_What you are asked to do_: Copy every line of the data that contains the string "crate".

[Dataset entries]
————
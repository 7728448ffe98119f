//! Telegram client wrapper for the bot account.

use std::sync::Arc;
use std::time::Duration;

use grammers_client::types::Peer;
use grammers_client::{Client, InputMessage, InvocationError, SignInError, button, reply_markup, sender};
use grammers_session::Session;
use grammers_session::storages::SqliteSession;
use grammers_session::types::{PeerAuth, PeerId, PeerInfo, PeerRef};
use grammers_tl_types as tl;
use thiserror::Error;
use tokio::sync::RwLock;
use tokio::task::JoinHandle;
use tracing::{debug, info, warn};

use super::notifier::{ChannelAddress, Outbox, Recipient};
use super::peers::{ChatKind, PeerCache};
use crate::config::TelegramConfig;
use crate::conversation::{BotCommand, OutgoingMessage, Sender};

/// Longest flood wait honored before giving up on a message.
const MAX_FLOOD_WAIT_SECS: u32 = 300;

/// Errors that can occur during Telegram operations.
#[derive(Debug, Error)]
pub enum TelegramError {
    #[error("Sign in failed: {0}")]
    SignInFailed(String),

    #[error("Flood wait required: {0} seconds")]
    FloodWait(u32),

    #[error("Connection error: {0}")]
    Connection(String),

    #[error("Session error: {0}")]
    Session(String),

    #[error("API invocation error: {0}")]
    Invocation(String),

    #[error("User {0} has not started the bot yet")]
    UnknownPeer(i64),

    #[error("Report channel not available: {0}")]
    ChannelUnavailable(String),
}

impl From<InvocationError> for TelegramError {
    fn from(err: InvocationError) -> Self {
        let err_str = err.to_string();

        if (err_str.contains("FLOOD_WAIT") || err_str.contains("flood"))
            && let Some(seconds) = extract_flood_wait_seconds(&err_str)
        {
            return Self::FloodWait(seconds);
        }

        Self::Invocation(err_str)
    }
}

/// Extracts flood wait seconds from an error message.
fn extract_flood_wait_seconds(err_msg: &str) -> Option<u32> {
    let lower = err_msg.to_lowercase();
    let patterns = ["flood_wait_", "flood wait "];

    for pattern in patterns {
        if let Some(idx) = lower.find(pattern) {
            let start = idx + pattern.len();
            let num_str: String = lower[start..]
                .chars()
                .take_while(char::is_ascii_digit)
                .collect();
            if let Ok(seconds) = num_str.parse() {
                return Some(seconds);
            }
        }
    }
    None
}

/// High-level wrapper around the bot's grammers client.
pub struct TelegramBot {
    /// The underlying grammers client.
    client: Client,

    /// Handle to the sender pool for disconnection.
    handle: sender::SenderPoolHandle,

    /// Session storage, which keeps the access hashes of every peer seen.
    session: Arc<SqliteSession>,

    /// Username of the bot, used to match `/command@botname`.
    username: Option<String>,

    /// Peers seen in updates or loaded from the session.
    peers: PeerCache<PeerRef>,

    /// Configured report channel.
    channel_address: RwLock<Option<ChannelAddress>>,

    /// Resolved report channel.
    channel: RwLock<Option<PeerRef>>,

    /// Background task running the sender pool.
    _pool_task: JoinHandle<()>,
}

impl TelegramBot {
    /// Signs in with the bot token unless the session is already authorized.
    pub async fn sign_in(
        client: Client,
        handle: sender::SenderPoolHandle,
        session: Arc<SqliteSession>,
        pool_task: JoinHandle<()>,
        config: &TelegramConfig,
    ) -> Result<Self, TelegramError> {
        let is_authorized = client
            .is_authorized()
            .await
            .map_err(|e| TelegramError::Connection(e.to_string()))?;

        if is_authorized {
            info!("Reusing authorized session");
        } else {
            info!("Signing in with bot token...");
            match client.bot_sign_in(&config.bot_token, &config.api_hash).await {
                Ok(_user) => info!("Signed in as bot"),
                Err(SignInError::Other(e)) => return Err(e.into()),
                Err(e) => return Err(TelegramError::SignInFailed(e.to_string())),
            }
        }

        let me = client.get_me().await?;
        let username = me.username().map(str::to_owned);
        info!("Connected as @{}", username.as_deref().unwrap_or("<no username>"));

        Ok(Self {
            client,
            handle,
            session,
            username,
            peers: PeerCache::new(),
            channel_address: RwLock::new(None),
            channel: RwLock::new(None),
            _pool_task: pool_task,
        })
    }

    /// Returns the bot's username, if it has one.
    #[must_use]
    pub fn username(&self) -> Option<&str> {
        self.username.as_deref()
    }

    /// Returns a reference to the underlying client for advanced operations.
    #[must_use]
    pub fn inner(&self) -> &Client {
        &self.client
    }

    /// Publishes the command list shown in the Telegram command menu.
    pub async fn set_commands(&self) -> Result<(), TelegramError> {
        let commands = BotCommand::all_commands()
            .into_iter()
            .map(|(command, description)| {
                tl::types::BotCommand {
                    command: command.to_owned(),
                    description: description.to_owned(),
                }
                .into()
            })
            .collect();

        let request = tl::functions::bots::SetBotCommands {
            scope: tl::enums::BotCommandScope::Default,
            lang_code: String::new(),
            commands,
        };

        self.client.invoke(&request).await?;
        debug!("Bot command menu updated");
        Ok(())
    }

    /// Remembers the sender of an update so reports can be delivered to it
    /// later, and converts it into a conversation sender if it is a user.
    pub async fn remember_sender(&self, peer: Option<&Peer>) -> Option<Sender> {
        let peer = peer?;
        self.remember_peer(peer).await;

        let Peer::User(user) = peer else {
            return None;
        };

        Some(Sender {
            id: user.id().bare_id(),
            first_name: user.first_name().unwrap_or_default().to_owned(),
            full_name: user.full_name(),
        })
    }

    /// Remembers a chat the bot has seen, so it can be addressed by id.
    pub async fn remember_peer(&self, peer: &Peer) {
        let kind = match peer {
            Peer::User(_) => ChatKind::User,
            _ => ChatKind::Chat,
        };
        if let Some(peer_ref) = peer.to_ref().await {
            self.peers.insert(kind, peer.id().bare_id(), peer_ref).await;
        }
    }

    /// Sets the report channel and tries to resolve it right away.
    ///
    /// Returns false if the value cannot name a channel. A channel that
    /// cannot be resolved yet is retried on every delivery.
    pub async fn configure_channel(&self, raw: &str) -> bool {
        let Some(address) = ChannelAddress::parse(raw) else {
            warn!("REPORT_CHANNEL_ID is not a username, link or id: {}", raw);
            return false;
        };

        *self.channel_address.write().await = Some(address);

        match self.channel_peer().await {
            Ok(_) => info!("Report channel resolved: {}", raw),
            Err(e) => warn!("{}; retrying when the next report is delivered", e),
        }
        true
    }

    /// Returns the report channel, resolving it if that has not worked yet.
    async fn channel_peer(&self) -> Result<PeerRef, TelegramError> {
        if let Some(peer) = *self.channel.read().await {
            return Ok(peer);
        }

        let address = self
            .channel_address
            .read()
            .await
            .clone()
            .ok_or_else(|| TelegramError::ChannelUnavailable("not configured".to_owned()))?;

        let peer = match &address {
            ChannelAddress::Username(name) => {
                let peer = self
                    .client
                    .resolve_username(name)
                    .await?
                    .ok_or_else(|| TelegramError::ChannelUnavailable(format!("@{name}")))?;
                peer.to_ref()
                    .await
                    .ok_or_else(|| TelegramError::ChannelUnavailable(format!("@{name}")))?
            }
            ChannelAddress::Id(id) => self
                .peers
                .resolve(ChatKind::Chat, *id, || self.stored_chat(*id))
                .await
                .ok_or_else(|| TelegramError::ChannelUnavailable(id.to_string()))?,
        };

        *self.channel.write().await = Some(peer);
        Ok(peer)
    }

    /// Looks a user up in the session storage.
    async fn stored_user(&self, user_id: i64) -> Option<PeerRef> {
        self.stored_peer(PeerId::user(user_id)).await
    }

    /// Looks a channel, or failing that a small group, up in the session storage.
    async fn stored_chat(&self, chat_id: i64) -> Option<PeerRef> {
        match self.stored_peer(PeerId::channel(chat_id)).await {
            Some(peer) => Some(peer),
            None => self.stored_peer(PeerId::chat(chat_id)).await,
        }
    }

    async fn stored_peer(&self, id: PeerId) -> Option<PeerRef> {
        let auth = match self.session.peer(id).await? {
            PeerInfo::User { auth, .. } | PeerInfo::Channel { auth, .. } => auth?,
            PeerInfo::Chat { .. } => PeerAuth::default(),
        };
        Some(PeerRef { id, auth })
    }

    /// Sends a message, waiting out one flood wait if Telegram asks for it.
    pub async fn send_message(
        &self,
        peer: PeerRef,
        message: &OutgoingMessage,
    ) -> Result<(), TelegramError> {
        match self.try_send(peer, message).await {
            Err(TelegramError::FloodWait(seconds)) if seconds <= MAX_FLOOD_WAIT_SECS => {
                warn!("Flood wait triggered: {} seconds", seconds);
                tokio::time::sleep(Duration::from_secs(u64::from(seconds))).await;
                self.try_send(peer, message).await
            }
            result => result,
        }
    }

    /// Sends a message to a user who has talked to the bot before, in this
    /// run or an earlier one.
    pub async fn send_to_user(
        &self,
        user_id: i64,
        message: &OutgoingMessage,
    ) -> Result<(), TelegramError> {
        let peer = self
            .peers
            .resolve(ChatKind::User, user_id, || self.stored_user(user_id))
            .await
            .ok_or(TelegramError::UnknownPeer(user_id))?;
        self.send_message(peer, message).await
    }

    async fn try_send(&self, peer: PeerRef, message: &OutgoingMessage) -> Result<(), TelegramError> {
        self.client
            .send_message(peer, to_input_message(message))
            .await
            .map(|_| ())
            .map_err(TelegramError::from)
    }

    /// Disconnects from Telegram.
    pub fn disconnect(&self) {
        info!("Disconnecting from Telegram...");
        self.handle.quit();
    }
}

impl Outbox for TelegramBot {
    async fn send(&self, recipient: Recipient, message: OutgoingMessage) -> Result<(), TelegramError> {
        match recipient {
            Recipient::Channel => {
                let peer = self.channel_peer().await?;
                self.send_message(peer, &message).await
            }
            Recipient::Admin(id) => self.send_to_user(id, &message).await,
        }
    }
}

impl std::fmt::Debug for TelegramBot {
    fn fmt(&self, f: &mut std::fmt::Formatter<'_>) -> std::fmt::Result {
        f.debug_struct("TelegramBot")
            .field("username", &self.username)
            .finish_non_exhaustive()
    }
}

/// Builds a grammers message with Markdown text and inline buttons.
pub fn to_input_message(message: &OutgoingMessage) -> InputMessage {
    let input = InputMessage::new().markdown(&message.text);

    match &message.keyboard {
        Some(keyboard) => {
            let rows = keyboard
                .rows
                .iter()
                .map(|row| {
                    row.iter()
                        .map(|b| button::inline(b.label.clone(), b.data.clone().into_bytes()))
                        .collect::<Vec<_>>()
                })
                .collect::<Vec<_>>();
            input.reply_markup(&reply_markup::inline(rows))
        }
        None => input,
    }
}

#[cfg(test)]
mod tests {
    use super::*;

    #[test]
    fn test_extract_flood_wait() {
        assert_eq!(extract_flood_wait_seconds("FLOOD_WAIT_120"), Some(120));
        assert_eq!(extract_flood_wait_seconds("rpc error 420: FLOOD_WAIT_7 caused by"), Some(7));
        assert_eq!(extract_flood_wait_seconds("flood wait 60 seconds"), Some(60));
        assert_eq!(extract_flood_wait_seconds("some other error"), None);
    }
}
————
_Worked solution_:
use crate::config::TelegramConfig;
use crate::conversation::{BotCommand, OutgoingMessage, Sender};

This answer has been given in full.